Cooperatives have been expressly created to prevent such outcomes. They typically require that managers plow the bulk of their profits back into the company to prevent layoffs in times of duress.
“We have the philosophy of not firing people,” said Antton Tomasena, the Erreka Group’s chief executive. “We wanted people to not have too many worries.”
Yet even as cooperatives are increasingly part of the discussion about how to update capitalism, they remain confined to the margins of commercial life. They are found in Italy and Belgium. In the north of England, the city of Preston has promoted cooperatives as an antidote to a decade of national austerity. A series of cooperatives in Cleveland have been organized by a nonprofit, the Democracy Collaborative.
In Mondragón, the cooperatives trace their origins to the wreckage of the Spanish Civil War in the early 1940s, when a priest, José M. Arizmendiarrieta, arrived in the area bearing unorthodox ideas about economic betterment.
Rich in ore, the Basque Country had long been the scene of industry, especially steelmaking, but most workers were poorly paid. People typically started working when they were 14 and advanced little.
When the priest approached the owner of a private vocational school to see about opening it to everyone, he was rebuffed. So he started his own, today known as Mondragon University.
The priest viewed cooperative principles as the key to lifting living standards. In 1955, he persuaded five of the first graduates of the local engineering program to buy a company that made heaters and run it as a cooperative.
Over the decades, scores of other cooperatives took root, dominating the town’s economy.
Each business is autonomous, but they operate under shared principles, especially the understanding that if someone loses a job at one cooperative, he or she has the right to take a position at one of the others. If there is no job, workers are entitled to job training plus unemployment benefits lasting up to two years.
In the United States, the chief executives of the largest 350 companies are paid about 320 times as much as the typical worker, according to the Economic Policy Institute in Washington. At Mondragón, salaries for executives are capped at six times the lowest wage.
The lowest tier is now 16,000 euros a year (about $19,400), which is higher than Spain’s minimum wage. Most people earn at least double that, plus they receive private health care benefits, annual profit-sharing and pensions.
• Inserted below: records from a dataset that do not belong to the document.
// SPDX-FileCopyrightText: Copyright (c) 2025 NVIDIA CORPORATION & AFFILIATES. All rights reserved.
// SPDX-License-Identifier: Apache-2.0
//
// Licensed under the Apache License, Version 2.0 (the "License");
// you may not use this file except in compliance with the License.
// You may obtain a copy of the License at
//
// http://www.apache.org/licenses/LICENSE-2.0
//
// Unless required by applicable law or agreed to in writing, software
// distributed under the License is distributed on an "AS IS" BASIS,
// WITHOUT WARRANTIES OR CONDITIONS OF ANY KIND, either express or implied.
// See the License for the specific language governing permissions and
// limitations under the License.

//! Job service and scheduled jobs.

use crate::resource::FromBase;
use crate::resource::Health;
use crate::resource::Resource;
use crate::resource::ResourceBase;
use crate::resource::Status;
use crate::Error;
use rsfish_core::Bmc;
use rsfish_core::EdmDateTimeOffset;
use rsfish_core::ExtendedInfo;
use rsfish_core::Link;
use serde::Deserialize;
use serde::Serialize;

/// State of a job.
#[derive(Debug, Clone, Copy, PartialEq, Eq, Hash, Serialize, Deserialize)]
pub enum JobState {
    /// A new job.
    New,
    /// Job is starting.
    Starting,
    /// Job is executing.
    Running,
    /// Job has been suspended.
    Suspended,
    /// Job has been interrupted.
    Interrupted,
    /// Job is pending and has not started.
    Pending,
    /// Job is stopping.
    Stopping,
    /// Job has completed.
    Completed,
    /// Job was cancelled.
    Cancelled,
    /// Job has stopped due to an exception condition.
    Exception,
    /// Job is running as a service.
    Service,
    /// Job is waiting for user intervention.
    UserIntervention,
    /// Job can resume after user intervention.
    Continue,
    /// Value not known to this library.
    #[serde(other)]
    Unknown,
}

impl JobState {
    /// True once the job will not change state anymore.
    #[must_use]
    pub const fn is_terminal(self) -> bool {
        matches!(self, Self::Completed | Self::Cancelled | Self::Exception)
    }
}

/// Data of a job.
#[derive(Debug, Clone, Default, PartialEq, Serialize, Deserialize)]
#[serde(rename_all = "PascalCase")]
pub struct JobData {
    /// State of the job.
    pub job_state: Option<JobState>,
    /// Completion status of the job.
    pub job_status: Option<Health>,
    /// Percentage of completion.
    pub percent_complete: Option<u32>,
    /// Creator of the job.
    pub created_by: Option<String>,
    /// Start time.
    pub start_time: Option<EdmDateTimeOffset>,
    /// End time.
    pub end_time: Option<EdmDateTimeOffset>,
    /// Messages associated with the job.
    #[serde(default)]
    pub messages: Vec<ExtendedInfo>,
}

#[derive(Deserialize)]
struct JobSchema {
    #[serde(flatten)]
    data: JobData,
}

/// Scheduled job.
pub struct Job<B: Bmc> {
    base: ResourceBase<B>,
    /// Decoded job data.
    pub data: JobData,
}

impl<B: Bmc> Job<B> {
    /// True once the job will not change state anymore.
    #[must_use]
    pub fn is_terminal(&self) -> bool {
        self.data.job_state.is_some_and(JobState::is_terminal)
    }

    /// Delete the job.
    ///
    /// # Errors
    ///
    /// Returns error if the service rejects the request.
    pub async fn delete(&self) -> Result<(), Error<B>> {
        self.base.delete().await
    }
}

impl<B: Bmc> FromBase<B> for Job<B> {
    fn from_base(base: ResourceBase<B>) -> Result<Self, Error<B>> {
        let JobSchema { data } = base.decode()?;
        Ok(Self { base, data })
    }
}

impl<B: Bmc> Resource<B> for Job<B> {
    fn base(&self) -> &ResourceBase<B> {
        &self.base
    }
}

/// Data of the job service.
#[derive(Debug, Clone, Default, PartialEq, Serialize, Deserialize)]
#[serde(rename_all = "PascalCase")]
pub struct JobServiceData {
    /// Whether the service is enabled.
    pub service_enabled: Option<bool>,
    /// Current date and time of the service.
    pub date_time: Option<EdmDateTimeOffset>,
    /// Status of the service.
    pub status: Option<Status>,
}

#[derive(Deserialize)]
struct JobServiceSchema {
    #[serde(flatten)]
    data: JobServiceData,
    #[serde(rename = "Jobs", default)]
    jobs: Link,
}

/// Job service.
pub struct JobService<B: Bmc> {
    base: ResourceBase<B>,
    /// Decoded service data.
    pub data: JobServiceData,
    jobs: Link,
}

impl<B: Bmc> JobService<B> {
    /// Jobs known to the service.
    ///
    /// # Errors
    ///
    /// Returns error if fetching the collection or a job fails.
    pub async fn jobs(&self) -> Result<Vec<Job<B>>, Error<B>> {
        self.base.list(&self.jobs).await
    }
}

impl<B: Bmc> FromBase<B> for JobService<B> {
    fn from_base(base: ResourceBase<B>) -> Result<Self, Error<B>> {
        let JobServiceSchema { data, jobs } = base.decode()?;
        Ok(Self { base, data, jobs })
    }
}

impl<B: Bmc> Resource<B> for JobService<B> {
    fn base(&self) -> &ResourceBase<B> {
        &self.base
    }
}

#[cfg(test)]
mod tests {
    use super::*;
    use rsfish_bmc_mock::Bmc as MockBmc;
    use rsfish_bmc_mock::Expect;
    use rsfish_core::ODataId;
    use std::io::Error as IoError;
    use std::sync::Arc;

    type TestBmc = MockBmc<IoError>;

    #[tokio::test]
    async fn jobs_are_listed() {
        let bmc = Arc::new(TestBmc::default());
        bmc.expect(Expect::get(
            "/redfish/v1/JobService",
            r#"{"Id": "JobService", "Name": "Job Service",
                "Jobs": {"@odata.id": "/redfish/v1/JobService/Jobs"}}"#,
        ));
        let service: JobService<TestBmc> =
            crate::resource::fetch(&bmc, &ODataId::from("/redfish/v1/JobService"))
                .await
                .unwrap();
        bmc.expect(Expect::get(
            "/redfish/v1/JobService/Jobs",
            r#"{"Members": [{"@odata.id": "/redfish/v1/JobService/Jobs/Log1"}]}"#,
        ));
        bmc.expect(Expect::get(
            "/redfish/v1/JobService/Jobs/Log1",
            r#"{"Id": "Log1", "Name": "Periodic Job", "JobState": "UserIntervention",
                "PercentComplete": 50}"#,
        ));
        let jobs = service.jobs().await.unwrap();
        assert_eq!(jobs[0].data.job_state, Some(JobState::UserIntervention));
        assert!(!jobs[0].is_terminal());
    }
}
// SPDX-FileCopyrightText: Copyright (c) 2025 NVIDIA CORPORATION & AFFILIATES. All rights reserved.
// SPDX-License-Identifier: Apache-2.0
//
// Licensed under the Apache License, Version 2.0 (the "License");
// you may not use this file except in compliance with the License.
// You may obtain a copy of the License at
//
// http://www.apache.org/licenses/LICENSE-2.0
//
// Unless required by applicable law or agreed to in writing, software
// distributed under the License is distributed on an "AS IS" BASIS,
// WITHOUT WARRANTIES OR CONDITIONS OF ANY KIND, either express or implied.
// See the License for the specific language governing permissions and
// limitations under the License.

//! Vendor detection and extension overlays.

use rsfish::computer_system::ComputerSystem;
use rsfish::oem::dell::DellComputerSystem;
use rsfish::oem::Vendor;
use rsfish::Resource as _;
use rsfish::ServiceRoot;
use rsfish_core::ErrorKind;
use rsfish_core::ODataId;
use rsfish_tests::service_root;
use rsfish_tests::Bmc;
use rsfish_tests::Expect;
use rsfish_tests::ODATA_ID;
use serde_json::json;
use std::error::Error as StdError;
use std::sync::Arc;
use tokio::test;

const SYSTEM: &str = "/redfish/v1/Systems/System.Embedded.1";
const SOFTWARE_INSTALLATION: &str =
    "/redfish/v1/Systems/System.Embedded.1/Oem/Dell/DellSoftwareInstallationService";

async fn root_vendor(extra: serde_json::Value) -> Result<Option<Vendor>, Box<dyn StdError>> {
    let bmc = Arc::new(Bmc::default());
    bmc.expect(Expect::get("/redfish/v1/", service_root(extra)));
    Ok(ServiceRoot::new(bmc).await?.vendor())
}

#[test]
async fn dell_from_oem_key() -> Result<(), Box<dyn StdError>> {
    let vendor = root_vendor(json!({
        "Oem": { "Dell": { "@odata.type": "#DellServiceRoot.v1_0_0.DellServiceRoot" } }
    }))
    .await?;
    assert_eq!(vendor, Some(Vendor::Dell));
    Ok(())
}

#[test]
async fn vendor_string_is_a_fallback() -> Result<(), Box<dyn StdError>> {
    assert_eq!(
        root_vendor(json!({ "Vendor": "Supermicro" })).await?,
        Some(Vendor::Supermicro)
    );
    assert_eq!(
        root_vendor(json!({ "Vendor": "Dell Inc." })).await?,
        Some(Vendor::Dell)
    );
    assert_eq!(root_vendor(json!({ "Vendor": "Contoso" })).await?, None);
    Ok(())
}

#[test]
async fn dell_overlay_sends_no_request() -> Result<(), Box<dyn StdError>> {
    let bmc = Arc::new(Bmc::default());
    bmc.expect(Expect::get(
        SYSTEM,
        json!({
            ODATA_ID: SYSTEM,
            "Id": "System.Embedded.1",
            "Name": "System",
            "Oem": { "Dell": { "DellSystem": { "SystemID": 3244 } } },
            "Links": { "Oem": { "Dell": {
                "DellSoftwareInstallationService": { ODATA_ID: SOFTWARE_INSTALLATION }
            } } }
        }),
    ));
    let system: ComputerSystem<Bmc> = rsfish::fetch(&bmc, &ODataId::from(SYSTEM)).await?;
    assert_eq!(bmc.pending(), 0);

    let dell = DellComputerSystem::from_computer_system(system)?;
    assert_eq!(dell.dell_system.system_id, Some(3244));
    assert_eq!(
        dell.software_installation_service_id(),
        Some(&ODataId::from(SOFTWARE_INSTALLATION))
    );
    assert_eq!(dell.odata_id(), &ODataId::from(SYSTEM));
    Ok(())
}

#[test]
async fn unlinked_dell_service_is_not_supported() -> Result<(), Box<dyn StdError>> {
    let bmc = Arc::new(Bmc::default());
    bmc.expect(Expect::get(
        SYSTEM,
        json!({ ODATA_ID: SYSTEM, "Id": "System.Embedded.1", "Name": "System" }),
    ));
    let system: ComputerSystem<Bmc> = rsfish::fetch(&bmc, &ODataId::from(SYSTEM)).await?;
    let dell = DellComputerSystem::from_computer_system(system)?;
    let err = dell
        .software_installation_service()
        .await
        .err()
        .ok_or("expected an error")?;
    assert_eq!(err.kind(), ErrorKind::NotSupported);
    Ok(())
}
Every cooperative pays into a collective pool of money that covers unemployment benefits and aid to member cooperatives that are struggling. When a crisis requires limiting production, workers continue to get paid as normal, while accruing balances of working time owed that management can assign later.
During the spring, as many of Mondragón’s customers had to shut their factories because of the pandemic, orders for parts plunged. Production at Mondragón factories plunged to 25% capacity. The cooperatives responded with the 5% cut in pay. No one was happy about it, but opposition was limited.
Since then, nearly all the cooperatives are back to nearly full capacity, as workers pay back the hours for which they were compensated when factories were shut down. Overall, the cooperatives expect to be profitable for the year.
Mondragón cites its pandemic performance as evidence of its nimbleness, as well as the operational advantages of trust flowing from a sense of shared purpose.
“When you explain the situation very clearly, and when people know that they are the owners of the business, you are able to do these kinds of efforts,” said Iñigo Ucín, president of the Mondragón Corp.